### PROBLEM REQUIREMENTS
Take the data below. Output it exactly from its first line through the line containing "or column name).".

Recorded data

◇ ◇ ◇

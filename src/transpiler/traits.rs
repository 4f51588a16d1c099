//! Transpiler traits and utilities.

/// SQL reserved words that must be quoted when used as identifiers.
pub const RESERVED_WORDS: &[&str] = &[
    "order",
    "group",
    "user",
    "table",
    "select",
    "from",
    "where",
    "join",
    "left",
    "right",
    "inner",
    "outer",
    "on",
    "and",
    "or",
    "not",
    "null",
    "true",
    "false",
    "limit",
    "offset",
    "as",
    "in",
    "is",
    "like",
    "between",
    "having",
    "union",
    "all",
    "distinct",
    "case",
    "when",
    "then",
    "else",
    "end",
    "key",
    "default",
    "check",
    "position",
    "type",
    "value",
];

/// Escape an identifier if it's a reserved word or contains special chars.
/// Handles dotted identifiers (e.g., `table.column`) by quoting each part.
pub fn escape_identifier(name: &str) -> String {
    if name.contains('.') {
        return name
            .split('.')
            .map(escape_single_identifier)
            .collect::<Vec<_>>()
            .join(".");
    }
    escape_single_identifier(name)
}

fn escape_single_identifier(name: &str) -> String {
    let lower = name.to_lowercase();
    let needs_escaping = name.is_empty()
        || RESERVED_WORDS.contains(&lower.as_str())
        || name.chars().any(|c| !c.is_alphanumeric() && c != '_')
        || name.chars().next().map(|c| c.is_numeric()).unwrap_or(false);

    if needs_escaping {
        format!("\"{}\"", name.replace('"', "\"\""))
    } else {
        name.to_string()
    }
}

/// Trait for dialect-specific SQL generation.
pub trait SqlGenerator {
    /// Human-readable dialect name, used in error messages.
    fn name(&self) -> &'static str;
    /// Quote an identifier (table or column name).
    fn quote_identifier(&self, name: &str) -> String;
    /// Generate the parameter placeholder (e.g., $1, ?, @p1) for a given index.
    fn placeholder(&self, index: usize) -> String;
    fn limit_offset(&self, limit: Option<u64>, offset: Option<u64>) -> String;

    /// Case-fold an expression for case-insensitive text comparison.
    fn lower(&self, expr: &str) -> String {
        format!("LOWER({})", expr)
    }

    /// Whether LIMIT/OFFSET may be emitted without an ORDER BY.
    fn paginates_without_order(&self) -> bool {
        true
    }

    /// `table.column`, each part quoted.
    fn qualified(&self, table: &str, column: &str) -> String {
        format!(
            "{}.{}",
            self.quote_identifier(table),
            self.quote_identifier(column)
        )
    }
}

◇ ◇ ◇

### REPLY TO THE EXERCISE
filename src/transpiler/traits.rs
repository 4f51588a16d1c099
//! Transpiler traits and utilities.

/// SQL reserved words that must be quoted when used as identifiers.
pub const RESERVED_WORDS: &[&str] = &[
    "order",
    "group",
    "user",
    "table",
    "select",
    "from",
    "where",
    "join",
    "left",
    "right",
    "inner",
    "outer",
    "on",
    "and",
    "or",
    "not",
    "null",
    "true",
    "false",
    "limit",
    "offset",
    "as",
    "in",
    "is",
    "like",
    "between",
    "having",
    "union",
    "all",
    "distinct",
    "case",
    "when",
    "then",
    "else",
    "end",
    "key",
    "default",
    "check",
    "position",
    "type",
    "value",
];

/// Escape an identifier if it's a reserved word or contains special chars.
/// Handles dotted identifiers (e.g., `table.column`) by quoting each part.
pub fn escape_identifier(name: &str) -> String {
    if name.contains('.') {
        return name
            .split('.')
            .map(escape_single_identifier)
            .collect::<Vec<_>>()
            .join(".");
    }
    escape_single_identifier(name)
}

fn escape_single_identifier(name: &str) -> String {
    let lower = name.to_lowercase();
    let needs_escaping = name.is_empty()
        || RESERVED_WORDS.contains(&lower.as_str())
        || name.chars().any(|c| !c.is_alphanumeric() && c != '_')
        || name.chars().next().map(|c| c.is_numeric()).unwrap_or(false);

    if needs_escaping {
        format!("\"{}\"", name.replace('"', "\"\""))
    } else {
        name.to_string()
    }
}

/// Trait for dialect-specific SQL generation.
pub trait SqlGenerator {
    /// Human-readable dialect name, used in error messages.
    fn name(&self) -> &'static str;
    /// Quote an identifier (table or column name).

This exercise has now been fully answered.